#### Exercise material ####

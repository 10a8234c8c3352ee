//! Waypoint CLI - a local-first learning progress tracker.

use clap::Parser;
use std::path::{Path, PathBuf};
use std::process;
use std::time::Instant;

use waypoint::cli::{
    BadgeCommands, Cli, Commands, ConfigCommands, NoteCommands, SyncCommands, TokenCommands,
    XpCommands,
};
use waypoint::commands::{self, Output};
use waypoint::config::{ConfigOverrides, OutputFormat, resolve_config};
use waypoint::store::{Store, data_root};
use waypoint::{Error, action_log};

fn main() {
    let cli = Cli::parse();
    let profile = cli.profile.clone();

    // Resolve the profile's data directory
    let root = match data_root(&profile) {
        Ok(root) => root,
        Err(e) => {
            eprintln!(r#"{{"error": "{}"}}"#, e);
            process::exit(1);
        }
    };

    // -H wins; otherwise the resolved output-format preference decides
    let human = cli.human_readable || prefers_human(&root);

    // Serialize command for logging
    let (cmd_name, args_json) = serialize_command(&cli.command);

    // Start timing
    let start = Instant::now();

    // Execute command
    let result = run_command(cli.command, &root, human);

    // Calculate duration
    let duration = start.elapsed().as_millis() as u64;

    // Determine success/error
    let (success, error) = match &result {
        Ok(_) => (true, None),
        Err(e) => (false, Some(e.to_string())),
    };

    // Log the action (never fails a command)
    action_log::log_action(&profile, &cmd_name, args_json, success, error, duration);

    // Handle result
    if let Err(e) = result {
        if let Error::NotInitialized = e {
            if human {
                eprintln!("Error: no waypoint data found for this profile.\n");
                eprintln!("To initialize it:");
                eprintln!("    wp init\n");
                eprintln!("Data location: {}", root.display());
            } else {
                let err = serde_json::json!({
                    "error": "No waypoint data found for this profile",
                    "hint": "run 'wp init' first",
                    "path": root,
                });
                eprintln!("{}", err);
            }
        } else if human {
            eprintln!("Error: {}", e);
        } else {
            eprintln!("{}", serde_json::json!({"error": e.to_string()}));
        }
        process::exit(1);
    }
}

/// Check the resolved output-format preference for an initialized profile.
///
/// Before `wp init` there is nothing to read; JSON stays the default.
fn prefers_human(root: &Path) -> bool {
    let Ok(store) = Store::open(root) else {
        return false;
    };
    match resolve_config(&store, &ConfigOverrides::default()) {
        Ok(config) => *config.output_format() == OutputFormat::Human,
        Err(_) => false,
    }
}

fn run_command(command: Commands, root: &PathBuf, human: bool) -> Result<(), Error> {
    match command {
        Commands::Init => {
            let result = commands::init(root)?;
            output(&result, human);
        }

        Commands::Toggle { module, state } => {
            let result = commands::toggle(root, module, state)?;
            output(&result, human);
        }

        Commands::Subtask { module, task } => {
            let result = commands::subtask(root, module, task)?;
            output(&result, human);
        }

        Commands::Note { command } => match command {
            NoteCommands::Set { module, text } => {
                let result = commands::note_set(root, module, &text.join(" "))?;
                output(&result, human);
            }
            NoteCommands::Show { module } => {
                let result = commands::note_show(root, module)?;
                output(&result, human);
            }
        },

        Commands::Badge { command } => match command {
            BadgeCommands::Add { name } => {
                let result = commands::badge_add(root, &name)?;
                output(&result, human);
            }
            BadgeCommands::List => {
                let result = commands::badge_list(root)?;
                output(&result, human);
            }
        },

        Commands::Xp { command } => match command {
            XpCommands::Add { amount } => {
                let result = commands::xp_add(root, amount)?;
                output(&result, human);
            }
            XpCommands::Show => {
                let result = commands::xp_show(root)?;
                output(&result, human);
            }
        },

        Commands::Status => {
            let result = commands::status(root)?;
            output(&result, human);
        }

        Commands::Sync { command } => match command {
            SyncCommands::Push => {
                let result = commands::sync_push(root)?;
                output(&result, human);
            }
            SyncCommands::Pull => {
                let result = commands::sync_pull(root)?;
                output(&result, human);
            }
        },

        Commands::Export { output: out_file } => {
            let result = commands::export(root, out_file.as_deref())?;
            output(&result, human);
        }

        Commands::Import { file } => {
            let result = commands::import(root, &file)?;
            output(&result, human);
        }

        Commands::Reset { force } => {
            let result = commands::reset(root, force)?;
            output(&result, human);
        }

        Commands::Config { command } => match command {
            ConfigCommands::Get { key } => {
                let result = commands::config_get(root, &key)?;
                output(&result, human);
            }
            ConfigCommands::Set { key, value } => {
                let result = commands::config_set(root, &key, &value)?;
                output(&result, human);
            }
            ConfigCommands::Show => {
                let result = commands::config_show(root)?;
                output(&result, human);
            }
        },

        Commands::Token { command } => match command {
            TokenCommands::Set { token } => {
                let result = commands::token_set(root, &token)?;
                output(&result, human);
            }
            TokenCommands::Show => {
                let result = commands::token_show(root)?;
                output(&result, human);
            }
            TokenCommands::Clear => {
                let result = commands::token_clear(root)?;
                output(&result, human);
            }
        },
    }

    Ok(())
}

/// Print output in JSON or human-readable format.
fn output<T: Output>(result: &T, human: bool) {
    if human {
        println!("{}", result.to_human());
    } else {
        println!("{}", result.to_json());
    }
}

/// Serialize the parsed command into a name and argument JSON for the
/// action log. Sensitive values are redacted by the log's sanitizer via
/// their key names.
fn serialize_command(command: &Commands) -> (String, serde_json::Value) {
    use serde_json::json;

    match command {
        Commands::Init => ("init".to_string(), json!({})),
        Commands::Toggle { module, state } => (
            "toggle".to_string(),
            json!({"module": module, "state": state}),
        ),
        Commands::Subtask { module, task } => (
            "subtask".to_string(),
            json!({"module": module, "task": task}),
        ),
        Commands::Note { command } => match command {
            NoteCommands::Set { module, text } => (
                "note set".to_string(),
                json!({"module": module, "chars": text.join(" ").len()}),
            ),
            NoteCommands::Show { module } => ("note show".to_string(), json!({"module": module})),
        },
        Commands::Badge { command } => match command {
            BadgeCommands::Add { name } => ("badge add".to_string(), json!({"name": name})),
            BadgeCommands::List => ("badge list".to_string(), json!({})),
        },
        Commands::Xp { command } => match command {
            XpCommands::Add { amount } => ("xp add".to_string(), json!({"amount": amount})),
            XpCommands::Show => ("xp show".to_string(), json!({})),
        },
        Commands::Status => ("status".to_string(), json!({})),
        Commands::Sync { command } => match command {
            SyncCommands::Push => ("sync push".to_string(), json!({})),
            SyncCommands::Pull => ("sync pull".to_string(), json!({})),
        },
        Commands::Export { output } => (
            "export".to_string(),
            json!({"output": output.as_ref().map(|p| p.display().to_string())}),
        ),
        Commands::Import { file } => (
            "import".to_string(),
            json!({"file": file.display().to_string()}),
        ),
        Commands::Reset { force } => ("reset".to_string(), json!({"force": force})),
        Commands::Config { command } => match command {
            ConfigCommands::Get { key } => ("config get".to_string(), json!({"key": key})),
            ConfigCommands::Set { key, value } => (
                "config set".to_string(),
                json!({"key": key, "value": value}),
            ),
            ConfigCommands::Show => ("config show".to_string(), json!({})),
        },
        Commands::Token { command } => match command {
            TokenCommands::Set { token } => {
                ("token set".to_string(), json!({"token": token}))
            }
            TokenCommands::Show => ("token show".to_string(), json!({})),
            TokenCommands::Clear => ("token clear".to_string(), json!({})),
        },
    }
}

####
#### Exercise material ####

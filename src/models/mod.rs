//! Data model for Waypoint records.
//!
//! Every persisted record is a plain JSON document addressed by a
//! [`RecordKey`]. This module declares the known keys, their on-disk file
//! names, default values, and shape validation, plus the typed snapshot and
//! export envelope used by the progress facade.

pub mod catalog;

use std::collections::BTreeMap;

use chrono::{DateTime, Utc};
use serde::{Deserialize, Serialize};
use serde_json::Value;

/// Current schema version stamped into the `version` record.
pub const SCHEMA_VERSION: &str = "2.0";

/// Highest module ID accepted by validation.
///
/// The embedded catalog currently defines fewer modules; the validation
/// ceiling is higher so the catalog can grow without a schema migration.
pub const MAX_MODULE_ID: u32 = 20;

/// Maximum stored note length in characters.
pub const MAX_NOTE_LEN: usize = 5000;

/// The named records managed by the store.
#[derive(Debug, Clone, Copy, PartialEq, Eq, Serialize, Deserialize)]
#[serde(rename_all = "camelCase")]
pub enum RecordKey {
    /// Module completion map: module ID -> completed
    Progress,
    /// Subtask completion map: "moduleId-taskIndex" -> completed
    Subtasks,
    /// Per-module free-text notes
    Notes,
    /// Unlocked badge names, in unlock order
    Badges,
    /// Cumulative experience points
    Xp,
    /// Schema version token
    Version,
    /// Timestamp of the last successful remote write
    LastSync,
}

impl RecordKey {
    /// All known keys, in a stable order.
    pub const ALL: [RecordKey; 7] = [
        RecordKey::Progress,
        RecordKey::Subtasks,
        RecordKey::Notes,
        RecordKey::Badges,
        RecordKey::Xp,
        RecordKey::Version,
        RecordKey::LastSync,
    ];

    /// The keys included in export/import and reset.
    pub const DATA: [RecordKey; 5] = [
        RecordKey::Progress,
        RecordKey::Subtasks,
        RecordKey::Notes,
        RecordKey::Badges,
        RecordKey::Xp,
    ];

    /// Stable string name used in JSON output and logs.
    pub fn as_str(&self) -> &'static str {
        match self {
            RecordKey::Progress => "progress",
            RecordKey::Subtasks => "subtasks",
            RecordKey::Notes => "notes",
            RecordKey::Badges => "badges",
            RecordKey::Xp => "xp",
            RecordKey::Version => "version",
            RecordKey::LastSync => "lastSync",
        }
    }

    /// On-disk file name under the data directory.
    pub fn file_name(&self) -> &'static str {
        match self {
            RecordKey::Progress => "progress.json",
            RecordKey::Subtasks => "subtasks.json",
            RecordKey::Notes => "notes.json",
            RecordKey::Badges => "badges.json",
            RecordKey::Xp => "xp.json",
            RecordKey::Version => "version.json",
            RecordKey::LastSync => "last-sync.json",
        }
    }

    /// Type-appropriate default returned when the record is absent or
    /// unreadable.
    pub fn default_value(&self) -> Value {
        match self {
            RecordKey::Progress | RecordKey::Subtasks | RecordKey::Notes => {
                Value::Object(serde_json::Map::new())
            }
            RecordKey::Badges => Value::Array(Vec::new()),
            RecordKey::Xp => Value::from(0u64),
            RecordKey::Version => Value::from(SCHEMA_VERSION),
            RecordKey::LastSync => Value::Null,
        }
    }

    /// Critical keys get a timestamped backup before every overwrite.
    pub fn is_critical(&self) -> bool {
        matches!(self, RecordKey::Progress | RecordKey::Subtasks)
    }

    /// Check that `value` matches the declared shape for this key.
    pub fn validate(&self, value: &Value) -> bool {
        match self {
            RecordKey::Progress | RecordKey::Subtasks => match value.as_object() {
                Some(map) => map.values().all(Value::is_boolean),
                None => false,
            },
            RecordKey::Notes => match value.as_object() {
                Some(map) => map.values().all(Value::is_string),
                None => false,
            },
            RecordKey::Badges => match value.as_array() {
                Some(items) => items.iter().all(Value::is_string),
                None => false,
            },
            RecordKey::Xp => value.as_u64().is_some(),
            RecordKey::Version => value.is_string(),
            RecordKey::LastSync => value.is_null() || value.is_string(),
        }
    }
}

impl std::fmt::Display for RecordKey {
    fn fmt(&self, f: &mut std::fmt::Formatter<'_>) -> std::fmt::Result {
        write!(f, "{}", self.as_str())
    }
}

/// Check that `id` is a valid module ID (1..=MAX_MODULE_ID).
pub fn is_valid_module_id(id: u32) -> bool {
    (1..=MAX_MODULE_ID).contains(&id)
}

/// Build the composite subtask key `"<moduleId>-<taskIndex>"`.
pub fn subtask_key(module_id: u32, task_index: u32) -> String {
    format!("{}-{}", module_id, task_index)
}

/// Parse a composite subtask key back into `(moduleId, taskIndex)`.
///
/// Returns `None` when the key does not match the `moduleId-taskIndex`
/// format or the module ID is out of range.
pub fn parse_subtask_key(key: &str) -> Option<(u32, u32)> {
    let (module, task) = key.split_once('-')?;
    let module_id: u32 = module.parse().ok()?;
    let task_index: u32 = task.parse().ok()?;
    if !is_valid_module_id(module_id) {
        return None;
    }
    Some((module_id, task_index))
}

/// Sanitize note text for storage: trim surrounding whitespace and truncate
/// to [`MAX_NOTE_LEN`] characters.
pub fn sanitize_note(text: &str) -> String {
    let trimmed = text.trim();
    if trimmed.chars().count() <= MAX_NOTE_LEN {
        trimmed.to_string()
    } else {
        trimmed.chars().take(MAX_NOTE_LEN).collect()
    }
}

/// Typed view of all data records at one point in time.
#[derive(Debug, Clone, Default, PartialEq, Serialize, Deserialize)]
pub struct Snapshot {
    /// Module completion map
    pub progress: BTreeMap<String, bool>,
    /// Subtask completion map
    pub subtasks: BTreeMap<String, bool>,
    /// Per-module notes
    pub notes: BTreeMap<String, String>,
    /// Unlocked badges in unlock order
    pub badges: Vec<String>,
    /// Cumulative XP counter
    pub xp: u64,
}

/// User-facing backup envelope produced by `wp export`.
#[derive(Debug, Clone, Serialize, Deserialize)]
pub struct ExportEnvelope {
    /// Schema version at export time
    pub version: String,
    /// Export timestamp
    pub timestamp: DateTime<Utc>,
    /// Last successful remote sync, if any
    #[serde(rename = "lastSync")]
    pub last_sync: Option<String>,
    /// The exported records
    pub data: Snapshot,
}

####

Filter the preceding entries down to the lines with "text".

            NoteCommands::Set { module, text } => {
                let result = commands::note_set(root, module, &text.join(" "))?;
            NoteCommands::Set { module, text } => (
                json!({"module": module, "chars": text.join(" ").len()}),
    /// Per-module free-text notes
/// Sanitize note text for storage: trim surrounding whitespace and truncate
pub fn sanitize_note(text: &str) -> String {
    let trimmed = text.trim();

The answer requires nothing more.